### [Activity]
Transcribe the entries exactly as each line appears.

Stored entries:
pub mod decode;
pub mod playback;
pub mod processing;

pub use playback::{AudioSink, CpalSink, SourceId};

/// Sample rate of payloads produced by the synthesis service (raw 24kHz PCM)
pub const SYNTH_SAMPLE_RATE: u32 = 24_000;

/// Audio buffer for passing audio data between modules
#[derive(Debug, Clone, PartialEq)]
pub struct AudioBuffer {
    pub samples: Vec<f32>,
    pub sample_rate: u32,
    pub channels: u16,
}

impl AudioBuffer {
    pub fn duration_secs(&self) -> f32 {
        if self.sample_rate == 0 || self.channels == 0 {
            return 0.0;
        }
        self.samples.len() as f32 / self.channels as f32 / self.sample_rate as f32
    }
}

### [Solution below]
pub mod decode;
pub mod playback;
pub mod processing;

pub use playback::{AudioSink, CpalSink, SourceId};

/// Sample rate of payloads produced by the synthesis service (raw 24kHz PCM)
pub const SYNTH_SAMPLE_RATE: u32 = 24_000;

/// Audio buffer for passing audio data between modules
#[derive(Debug, Clone, PartialEq)]
pub struct AudioBuffer {
    pub samples: Vec<f32>,
    pub sample_rate: u32,
    pub channels: u16,
}

impl AudioBuffer {
    pub fn duration_secs(&self) -> f32 {
        if self.sample_rate == 0 || self.channels == 0 {
            return 0.0;
        }
        self.samples.len() as f32 / self.channels as f32 / self.sample_rate as f32
    }
}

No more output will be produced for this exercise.